Independent cross-sectional surveys conducted in 1986, 1990, 1994 and 1999 in the two northernmost counties of Sweden with a common population of 250000. Randomly selected age stratified samples, altogether 2982 men and 3087 women aged 25–64 years. Questionnaires were completed and anthropometric measurements taken. For each food item, associations between frequency of consumption and waist and hip circumferences were estimated. Partial regression coefficients for every level of reported intake were multiplied with differences in proportion of the population reporting the corresponding levels of intake in 1986 and 1999. The sum of these product terms for every food item was the respective estimated impact on mean circumference.

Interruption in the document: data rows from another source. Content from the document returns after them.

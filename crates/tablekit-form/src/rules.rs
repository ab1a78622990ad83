//! Per-field validator functions.

use std::collections::BTreeMap;
use std::fmt;
use std::panic::{AssertUnwindSafe, catch_unwind};
use std::sync::Arc;

/// Message recorded for a field whose validator panicked.
pub const VALIDATOR_FAILURE_MESSAGE: &str = "Invalid value";

/// A pure check of one field value: `None` when valid, otherwise the
/// message to show.
pub type Validator = Arc<dyn Fn(&str) -> Option<String> + Send + Sync>;

/// Field name to validator mapping.
///
/// Cloning is cheap; validators are shared, not copied.
///
/// # Example
///
/// ```
/// use tablekit_form::ValidationRules;
///
/// let rules = ValidationRules::new().rule("name", |value| {
///     value.trim().is_empty().then(|| "Name is required".to_string())
/// });
///
/// assert_eq!(rules.check("name", ""), Some("Name is required".to_string()));
/// assert_eq!(rules.check("name", "Alice"), None);
/// assert_eq!(rules.check("email", ""), None);
/// ```
#[derive(Clone, Default)]
pub struct ValidationRules {
    validators: BTreeMap<String, Validator>,
}

impl ValidationRules {
    pub fn new() -> Self {
        Self::default()
    }

    /// Builder-style registration. A later rule for the same field replaces
    /// the earlier one.
    #[must_use]
    pub fn rule<F>(mut self, field: impl Into<String>, validator: F) -> Self
    where
        F: Fn(&str) -> Option<String> + Send + Sync + 'static,
    {
        self.insert(field, Arc::new(validator));
        self
    }

    /// Register an already-shared validator.
    pub fn insert(&mut self, field: impl Into<String>, validator: Validator) {
        self.validators.insert(field.into(), validator);
    }

    pub fn contains(&self, field: &str) -> bool {
        self.validators.contains_key(field)
    }

    /// Fields that have a validator, in name order.
    pub fn fields(&self) -> impl Iterator<Item = &str> {
        self.validators.keys().map(String::as_str)
    }

    pub fn len(&self) -> usize {
        self.validators.len()
    }

    pub fn is_empty(&self) -> bool {
        self.validators.is_empty()
    }

    /// Run the validator for `field` against `value`.
    ///
    /// Fields without a validator are valid. A panicking validator is
    /// contained and reported as [`VALIDATOR_FAILURE_MESSAGE`].
    pub fn check(&self, field: &str, value: &str) -> Option<String> {
        let validator = self.validators.get(field)?;
        match catch_unwind(AssertUnwindSafe(|| (**validator)(value))) {
            Ok(result) => {
                tracing::trace!(field, valid = result.is_none(), "field validated");
                result
            }
            Err(_) => {
                tracing::warn!(field, "validator panicked; marking field invalid");
                Some(VALIDATOR_FAILURE_MESSAGE.to_string())
            }
        }
    }
}

impl fmt::Debug for ValidationRules {
    fn fmt(&self, f: &mut fmt::Formatter<'_>) -> fmt::Result {
        f.debug_struct("ValidationRules")
            .field("fields", &self.validators.keys().collect::<Vec<_>>())
            .finish()
    }
}

#[cfg(test)]
mod tests {
    use super::*;

    #[test]
    fn test_later_rule_replaces_earlier() {
        let rules = ValidationRules::new()
            .rule("a", |_| Some("first".to_string()))
            .rule("a", |_| Some("second".to_string()));
        assert_eq!(rules.len(), 1);
        assert_eq!(rules.check("a", ""), Some("second".to_string()));
    }

    #[test]
    fn test_panicking_validator_is_contained() {
        let rules = ValidationRules::new().rule("age", |value| {
            let parsed: u32 = value.parse().unwrap();
            (parsed < 18).then(|| "Too young".to_string())
        });
        assert_eq!(
            rules.check("age", "abc"),
            Some(VALIDATOR_FAILURE_MESSAGE.to_string())
        );
        assert_eq!(rules.check("age", "12"), Some("Too young".to_string()));
        assert_eq!(rules.check("age", "30"), None);
    }

    #[test]
    fn test_fields_listed_in_order() {
        let rules = ValidationRules::new()
            .rule("b", |_| None)
            .rule("a", |_| None);
        assert_eq!(rules.fields().collect::<Vec<_>>(), ["a", "b"]);
        assert!(rules.contains("a"));
        assert!(!rules.contains("c"));
    }
}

Time trends in reported food consumption associated with the more favourable gynoid distribution of adipose tissue were increased use of vegetable oil, pasta and 1.5% fat milk. Trends associated with abdominal obesity were increased consumption of beer in men and higher intake of hamburgers and French fried potatoes in women.
Food trends as markers of time trends in body fat distribution have been identified. The method is a complement to conventional approaches to establish associations between food intake and disease risk on a population level.